(Saved data entries)
______

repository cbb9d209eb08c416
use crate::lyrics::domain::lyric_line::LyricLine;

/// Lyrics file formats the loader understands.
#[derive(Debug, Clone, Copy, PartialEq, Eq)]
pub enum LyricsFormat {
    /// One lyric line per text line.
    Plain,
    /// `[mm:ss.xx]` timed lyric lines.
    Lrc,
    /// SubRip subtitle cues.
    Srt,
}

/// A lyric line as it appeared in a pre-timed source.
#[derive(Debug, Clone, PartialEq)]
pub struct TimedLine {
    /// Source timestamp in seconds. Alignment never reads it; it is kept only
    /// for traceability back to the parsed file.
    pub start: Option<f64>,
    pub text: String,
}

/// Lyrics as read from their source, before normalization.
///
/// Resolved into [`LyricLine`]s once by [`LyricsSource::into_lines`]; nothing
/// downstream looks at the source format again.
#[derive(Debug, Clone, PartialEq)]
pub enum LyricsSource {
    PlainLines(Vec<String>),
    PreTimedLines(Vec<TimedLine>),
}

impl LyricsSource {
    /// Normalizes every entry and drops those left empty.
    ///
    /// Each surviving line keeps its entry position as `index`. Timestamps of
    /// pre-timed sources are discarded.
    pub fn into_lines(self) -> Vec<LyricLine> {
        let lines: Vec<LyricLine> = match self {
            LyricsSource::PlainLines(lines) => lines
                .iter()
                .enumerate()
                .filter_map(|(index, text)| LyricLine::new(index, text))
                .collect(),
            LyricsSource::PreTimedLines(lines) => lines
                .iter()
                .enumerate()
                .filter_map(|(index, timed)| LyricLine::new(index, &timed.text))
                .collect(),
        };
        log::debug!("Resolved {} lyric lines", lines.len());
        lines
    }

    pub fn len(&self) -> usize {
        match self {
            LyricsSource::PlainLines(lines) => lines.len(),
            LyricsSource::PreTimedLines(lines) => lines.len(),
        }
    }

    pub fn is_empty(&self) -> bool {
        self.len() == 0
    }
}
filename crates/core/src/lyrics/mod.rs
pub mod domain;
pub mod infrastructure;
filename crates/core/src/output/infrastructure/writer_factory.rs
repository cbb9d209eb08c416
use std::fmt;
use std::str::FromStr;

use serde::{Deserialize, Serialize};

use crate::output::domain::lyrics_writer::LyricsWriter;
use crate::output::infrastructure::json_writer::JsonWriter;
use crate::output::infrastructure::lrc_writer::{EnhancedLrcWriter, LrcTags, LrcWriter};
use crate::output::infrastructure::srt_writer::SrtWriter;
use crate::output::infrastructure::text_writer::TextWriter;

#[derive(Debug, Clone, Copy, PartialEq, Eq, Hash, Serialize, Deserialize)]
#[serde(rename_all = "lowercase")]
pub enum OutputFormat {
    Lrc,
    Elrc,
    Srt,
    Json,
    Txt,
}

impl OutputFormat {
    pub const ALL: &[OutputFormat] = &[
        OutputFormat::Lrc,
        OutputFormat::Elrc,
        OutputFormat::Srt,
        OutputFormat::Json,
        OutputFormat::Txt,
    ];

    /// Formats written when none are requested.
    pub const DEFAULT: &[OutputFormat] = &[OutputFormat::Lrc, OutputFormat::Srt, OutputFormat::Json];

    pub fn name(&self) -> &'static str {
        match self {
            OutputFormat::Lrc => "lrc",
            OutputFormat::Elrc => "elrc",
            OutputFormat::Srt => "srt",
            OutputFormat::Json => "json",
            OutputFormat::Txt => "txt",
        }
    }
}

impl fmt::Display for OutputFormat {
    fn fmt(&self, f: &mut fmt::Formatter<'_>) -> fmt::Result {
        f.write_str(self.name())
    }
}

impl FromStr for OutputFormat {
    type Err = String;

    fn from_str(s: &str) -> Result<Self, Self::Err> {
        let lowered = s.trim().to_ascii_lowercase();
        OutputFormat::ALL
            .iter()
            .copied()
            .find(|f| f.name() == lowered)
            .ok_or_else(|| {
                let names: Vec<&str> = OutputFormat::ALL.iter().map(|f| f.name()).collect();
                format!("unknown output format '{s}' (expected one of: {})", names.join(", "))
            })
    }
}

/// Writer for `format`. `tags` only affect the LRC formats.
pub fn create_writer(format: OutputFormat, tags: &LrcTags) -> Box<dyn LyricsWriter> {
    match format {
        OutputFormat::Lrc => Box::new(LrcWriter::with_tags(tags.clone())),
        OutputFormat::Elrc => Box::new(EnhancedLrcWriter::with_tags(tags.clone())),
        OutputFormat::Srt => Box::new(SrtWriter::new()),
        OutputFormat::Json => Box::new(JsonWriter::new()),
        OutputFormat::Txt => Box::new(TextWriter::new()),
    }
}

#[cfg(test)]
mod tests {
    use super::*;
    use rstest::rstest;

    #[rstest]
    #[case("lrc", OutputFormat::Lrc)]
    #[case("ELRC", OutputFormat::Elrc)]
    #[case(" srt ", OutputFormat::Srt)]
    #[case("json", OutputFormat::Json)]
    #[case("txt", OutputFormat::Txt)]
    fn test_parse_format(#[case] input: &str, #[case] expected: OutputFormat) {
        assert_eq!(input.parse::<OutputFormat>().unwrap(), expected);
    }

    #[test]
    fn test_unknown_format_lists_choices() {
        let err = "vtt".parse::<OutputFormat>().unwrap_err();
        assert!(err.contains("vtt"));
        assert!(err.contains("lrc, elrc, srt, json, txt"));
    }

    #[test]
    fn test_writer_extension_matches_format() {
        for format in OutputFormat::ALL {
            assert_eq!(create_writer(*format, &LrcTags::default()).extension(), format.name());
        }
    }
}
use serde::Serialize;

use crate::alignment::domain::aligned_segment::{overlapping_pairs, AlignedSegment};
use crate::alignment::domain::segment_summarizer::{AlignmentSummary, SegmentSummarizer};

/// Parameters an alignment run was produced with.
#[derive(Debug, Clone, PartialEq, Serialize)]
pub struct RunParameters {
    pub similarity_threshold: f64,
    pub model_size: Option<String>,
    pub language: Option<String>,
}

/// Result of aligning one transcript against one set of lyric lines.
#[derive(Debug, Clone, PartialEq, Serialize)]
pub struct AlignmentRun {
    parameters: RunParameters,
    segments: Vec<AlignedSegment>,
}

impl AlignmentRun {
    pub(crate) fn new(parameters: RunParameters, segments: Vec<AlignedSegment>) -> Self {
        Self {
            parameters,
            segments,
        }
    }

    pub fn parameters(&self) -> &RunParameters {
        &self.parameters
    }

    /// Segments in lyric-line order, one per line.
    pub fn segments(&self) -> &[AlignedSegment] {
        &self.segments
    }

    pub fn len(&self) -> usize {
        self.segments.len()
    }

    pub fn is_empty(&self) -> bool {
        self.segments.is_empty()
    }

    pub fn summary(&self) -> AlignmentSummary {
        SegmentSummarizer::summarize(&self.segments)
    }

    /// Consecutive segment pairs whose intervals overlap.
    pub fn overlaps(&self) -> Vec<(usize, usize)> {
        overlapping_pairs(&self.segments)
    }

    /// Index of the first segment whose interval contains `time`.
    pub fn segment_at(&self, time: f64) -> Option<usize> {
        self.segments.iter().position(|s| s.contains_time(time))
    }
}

______

Copy out all lines from the records where the word "const" appears.

| Completed exercise |
    pub const ALL: &[OutputFormat] = &[
    pub const DEFAULT: &[OutputFormat] = &[OutputFormat::Lrc, OutputFormat::Srt, OutputFormat::Json];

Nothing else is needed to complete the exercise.